Options Option #1: Forget about ILP, go with TLP – improve low-ILP efficiency and use multiple CPU cores Option #2: Let TLP stand in for ILP – run multiple independent threads (ray trees) on one core Option #3: Improve the ILP situation directly – how? Option #4: …

…All of the above! multi-core CPUs are already here (more coming) – better performance, better low-ILP performance – on the right performance curve multi-threaded CPUs are already here – improve well-written ray tracer by ~20-30% packet tracing – trace multiple rays together in a packet – bulk up the inner loop with ILP-friendly operations

Packet Tracing Very, very old idea from vector/SIMD machines – Vector masks Old way – if the ray wants to go left, go left – if the ray wants to go right, go right New way – if any ray wants to go left, go left with mask – if any ray wants to go right, go right with mask

Key Observations Doesn’t add “bad” stuff – Traverses the same nodes – Adds no global fetches – Adds no unpredictable branches What it does add – SIMD-friendly floating-point operations – Some messing around with masks Result: Very robust in relation to single rays

How many rays in a packet?

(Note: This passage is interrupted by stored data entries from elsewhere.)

pub const DEFAULT_ISSUER_URL: &str = "http://127.0.0.1:8080";
pub const DEFAULT_TOR_SOCKS_ADDR: &str = "127.0.0.1:9050";

#[derive(Clone, Debug)]
pub struct Config {
    pub base_url: String,
    pub timeout_secs: u64,
    /// Route every request through this SOCKS5 proxy, e.g. a local Tor daemon
    pub socks_addr: Option<String>,
    pub verify_tls: bool,
}

impl Default for Config {
    fn default() -> Self {
        Self {
            base_url: DEFAULT_ISSUER_URL.to_string(),
            timeout_secs: 30,
            socks_addr: None,
            verify_tls: true,
        }
    }
}

impl Config {
    pub fn new(base_url: &str) -> Self {
        Self::default().with_base_url(base_url)
    }

    pub fn with_base_url(mut self, url: &str) -> Self {
        self.base_url = url.trim_end_matches('/').to_string();
        self
    }

    pub fn with_timeout(mut self, secs: u64) -> Self {
        self.timeout_secs = secs;
        self
    }

    pub fn with_socks_addr(mut self, addr: &str) -> Self {
        self.socks_addr = Some(addr.to_string());
        self
    }

    pub fn with_tor(self) -> Self {
        self.with_socks_addr(DEFAULT_TOR_SOCKS_ADDR)
    }

    pub fn without_tls_verification(mut self) -> Self {
        self.verify_tls = false;
        self
    }
}

#[cfg(test)]
mod tests {
    use super::*;

    #[test]
    fn test_base_url_drops_trailing_slash() {
        let config = Config::new("https://issuer.example/");
        assert_eq!(config.base_url, "https://issuer.example");
        assert_eq!(config.timeout_secs, 30);
        assert!(config.socks_addr.is_none());
    }

    #[test]
    fn test_with_tor_uses_local_daemon() {
        let config = Config::default().with_tor().without_tls_verification();
        assert_eq!(config.socks_addr.as_deref(), Some(DEFAULT_TOR_SOCKS_ADDR));
        assert!(!config.verify_tls);
    }
}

Packet tracing gives us a “knob” with which to adjust computational intensity. Do natural SIMD width first Real answer is potentially much more complex – diminishing returns due to per-ray costs – lack of coherence to support big packets – register pressure, L1 pressure Makes hardware much more likely/possible

Fast Ray Tracing w/ kD-Trees Adaptive – build a cost-optimized tree (w/ surface area heuristic) Compact – use an 8-byte node – lay out your memory in a cache-friendly way Cheap traversal – optimize your inner loop – trace packets

Getting started… Read PBRT (yeah, I know, it’s 1300 pages) – great book, pretty decent kD-tree builder Read Ingo Wald’s thesis – lots of coding details for this stuff Track down the interesting references Learn SIMD programming (e.g. SSE intrinsics) Use a profiler.

Getting started… Read PBRT (yeah, I know, it’s 1300 pages) – great book, pretty decent kD-tree builder Read Ingo Wald’s thesis – lots of coding details for this stuff Track down the interesting references Learn SIMD programming (e.g. SSE intrinsics) Use a profiler. I mean it.

If you remember nothing else “Rays per Second” is measured in millions.